» **Assignment**
Count only the lines of the records that hold "SqliteConnection", then give the number without any other words.

» **Recorded data**

*** Begin section ***

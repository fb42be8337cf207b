// Copyright (C) 2026 Fred Clausen
// Use of this source code is governed by an MIT-style
// license that can be found in the LICENSE file or at
// https://opensource.org/licenses/MIT.

//! User and credential mutations.

use diesel::SqliteConnection;
use diesel::prelude::*;
use facilitydesk_domain::User;
use tracing::info;

use crate::backend::PersistenceBackend;
use crate::diesel_schema::{user_auth, users};
use crate::error::PersistenceError;

/// Hashes a password with bcrypt.
///
/// # Errors
///
/// Returns an error if hashing fails.
pub fn hash_password(password: &str) -> Result<String, PersistenceError> {
    bcrypt::hash(password, bcrypt::DEFAULT_COST)
        .map_err(|e| PersistenceError::Other(format!("Failed to hash password: {e}")))
}

/// Inserts a user and returns its new ID.
///
/// # Errors
///
/// Returns an error if the insert fails.
pub fn insert_user(conn: &mut SqliteConnection, user: &User) -> Result<i64, PersistenceError> {
    info!(role = %user.role, "Creating user");

    let skills_json: String = serde_json::to_string(&user.skills)?;

    diesel::insert_into(users::table)
        .values((
            users::role.eq(user.role.as_str()),
            users::first_name.eq(&user.first_name),
            users::last_name.eq(&user.last_name),
            users::city.eq(&user.city),
            users::state.eq(&user.state),
            users::phone.eq(&user.phone),
            users::skills_json.eq(&skills_json),
        ))
        .execute(conn)?;

    let user_id: i64 = conn.get_last_insert_rowid()?;
    info!(user_id, "User created");

    Ok(user_id)
}

/// Inserts a credential row for an existing user.
///
/// `email` must already be lowercase and `password_hash` already hashed.
///
/// # Errors
///
/// Returns `PersistenceError::UniqueViolation` if the email or user already
/// has credentials, or another error if the insert fails.
pub fn insert_auth_record(
    conn: &mut SqliteConnection,
    user_id: i64,
    email: &str,
    password_hash: &str,
) -> Result<(), PersistenceError> {
    info!(user_id, email, "Creating credentials");

    diesel::insert_into(user_auth::table)
        .values((
            user_auth::user_id.eq(user_id),
            user_auth::email.eq(email),
            user_auth::password_hash.eq(password_hash),
        ))
        .execute(conn)?;

    Ok(())
}

/// Inserts a user and its credentials in one transaction.
///
/// # Errors
///
/// Returns `PersistenceError::UniqueViolation` if the email is taken. No
/// user row is left behind in that case.
pub fn insert_user_with_credentials(
    conn: &mut SqliteConnection,
    user: &User,
    email: &str,
    password_hash: &str,
) -> Result<i64, PersistenceError> {
    conn.transaction::<_, PersistenceError, _>(|conn| {
        let user_id: i64 = insert_user(conn, user)?;
        insert_auth_record(conn, user_id, email, password_hash)?;
        Ok(user_id)
    })
}
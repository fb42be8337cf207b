// Copyright (C) 2026 Fred Clausen
// Use of this source code is governed by an MIT-style
// license that can be found in the LICENSE file or at
// https://opensource.org/licenses/MIT.

//! Invoice line pricing and totals.
//!
//! Totals are always derived from the priced items and the tax rate:
//!
//! - `line_total = price * quantity`
//! - `subtotal = sum(line_total)`
//! - `tax = subtotal * tax_rate`, rounded half-up to cents
//! - `total = subtotal + tax`

use crate::error::DomainError;
use crate::money::{Money, TaxRate};
use crate::types::{Charge, InvoiceItem};
use crate::validation::{money, non_empty_string, positive_integer};

/// A caller-supplied invoice line before pricing.
///
/// Description and price fall back to the referenced charge when absent.
/// Quantity defaults to one.
#[derive(Debug, Clone, PartialEq)]
pub struct ItemInput {
    pub charge_code: String,
    pub description: Option<String>,
    pub price: Option<f64>,
    pub quantity: Option<f64>,
}

/// Totals derived from a set of invoice items.
#[derive(Debug, Clone, Copy, PartialEq, Eq)]
pub struct InvoiceTotals {
    /// Sum of all line totals.
    pub subtotal: Money,
    /// The rate that was applied.
    pub tax_rate: TaxRate,
    /// `subtotal * tax_rate`.
    pub tax: Money,
    /// `subtotal + tax`.
    pub total: Money,
}

/// Prices one invoice line against the charge it references.
///
/// # Arguments
///
/// * `index` - Position of the line, used in field names such as `items[0].price`
/// * `input` - The caller-supplied line
/// * `charge` - The catalog entry named by `input.charge_code`
///
/// # Errors
///
/// Returns an error if a supplied description is blank, a supplied price is
/// negative, the quantity is not a positive integer, or the line total
/// overflows.
pub fn price_item(
    index: usize,
    input: &ItemInput,
    charge: &Charge,
) -> Result<InvoiceItem, DomainError> {
    let description: String = match &input.description {
        Some(text) => non_empty_string(text, &format!("items[{index}].description"))?,
        None => charge.description.clone(),
    };
    let price: Money = match input.price {
        Some(amount) => money(amount, &format!("items[{index}].price"))?,
        None => charge.avg_charge,
    };
    let quantity: u32 = match input.quantity {
        Some(count) => positive_integer(count, &format!("items[{index}].quantity"))?,
        None => 1,
    };

    Ok(InvoiceItem {
        charge_code: charge.charge_id.clone(),
        description,
        price,
        quantity,
        line_total: price.checked_mul(quantity)?,
    })
}

/// Computes invoice totals from priced items and a tax rate.
///
/// # Errors
///
/// Returns `DomainError::AmountOverflow` if any sum or product does not fit.
pub fn compute_totals(items: &[InvoiceItem], tax_rate: TaxRate) -> Result<InvoiceTotals, DomainError> {
    let subtotal: Money = items
        .iter()
        .try_fold(Money::ZERO, |sum, item| sum.checked_add(item.line_total))?;
    let tax: Money = tax_rate.apply(subtotal)?;
    let total: Money = subtotal.checked_add(tax)?;

    Ok(InvoiceTotals {
        subtotal,
        tax_rate,
        tax,
        total,
    })
}
// Copyright (C) 2026 Fred Clausen
// Use of this source code is governed by an MIT-style
// license that can be found in the LICENSE file or at
// https://opensource.org/licenses/MIT.

use facilitydesk_domain::{Charge, Money};
use time::macros::datetime;

use super::create_test_charge;
use crate::{ChargePatch, PersistenceError, SqlitePersistence};

#[test]
fn test_create_and_get_charge() {
    let mut persistence = SqlitePersistence::new_in_memory().unwrap();
    persistence
        .create_charge(&create_test_charge("HWO-101", 15000))
        .unwrap();

    let charge: Charge = persistence.get_charge("HWO-101").unwrap().unwrap();
    assert_eq!(charge.avg_charge, Money::from_cents(15000).unwrap());
    assert_eq!(charge.category, "Hardware");
    assert!(persistence.get_charge("HWO-999").unwrap().is_none());
}

#[test]
fn test_duplicate_charge_code_is_unique_violation() {
    let mut persistence = SqlitePersistence::new_in_memory().unwrap();
    persistence
        .create_charge(&create_test_charge("HWO-101", 15000))
        .unwrap();

    let result: Result<(), PersistenceError> =
        persistence.create_charge(&create_test_charge("HWO-101", 9900));
    assert!(matches!(result, Err(PersistenceError::UniqueViolation(_))));
}

#[test]
fn test_list_charges_by_category() {
    let mut persistence = SqlitePersistence::new_in_memory().unwrap();
    persistence
        .create_charge(&create_test_charge("HWO-102", 2500))
        .unwrap();
    persistence
        .create_charge(&create_test_charge("HWO-101", 15000))
        .unwrap();
    let mut labor: Charge = create_test_charge("LAB-001", 8500);
    labor.category = String::from("Labor");
    persistence.create_charge(&labor).unwrap();

    let codes: Vec<String> = persistence
        .list_charges(Some("Hardware"))
        .unwrap()
        .into_iter()
        .map(|charge| charge.charge_id)
        .collect();
    assert_eq!(codes, vec!["HWO-101", "HWO-102"]);
    assert_eq!(persistence.list_charges(None).unwrap().len(), 3);
}

#[test]
fn test_update_and_delete_charge() {
    let mut persistence = SqlitePersistence::new_in_memory().unwrap();
    persistence
        .create_charge(&create_test_charge("HWO-101", 15000))
        .unwrap();

    let patch = ChargePatch {
        avg_charge: Some(Money::from_cents(16250).unwrap()),
        last_updated: Some(Some(datetime!(2026-03-01 00:00 UTC))),
        ..ChargePatch::default()
    };
    persistence.update_charge("HWO-101", &patch).unwrap();

    let charge: Charge = persistence.get_charge("HWO-101").unwrap().unwrap();
    assert_eq!(charge.avg_charge.cents(), 16250);
    assert_eq!(charge.last_updated, Some(datetime!(2026-03-01 00:00 UTC)));

    persistence.delete_charge("HWO-101").unwrap();
    let again: Result<(), PersistenceError> = persistence.delete_charge("HWO-101");
    assert!(matches!(again, Err(PersistenceError::NotFound(_))));
}

#[test]
fn test_update_missing_charge_is_not_found() {
    let mut persistence = SqlitePersistence::new_in_memory().unwrap();
    let patch = ChargePatch {
        description: Some(String::from("Anything")),
        ..ChargePatch::default()
    };
    let result: Result<(), PersistenceError> = persistence.update_charge("NOPE", &patch);
    assert!(matches!(result, Err(PersistenceError::NotFound(_))));
}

*** End section ***

» **Solved exercise**
4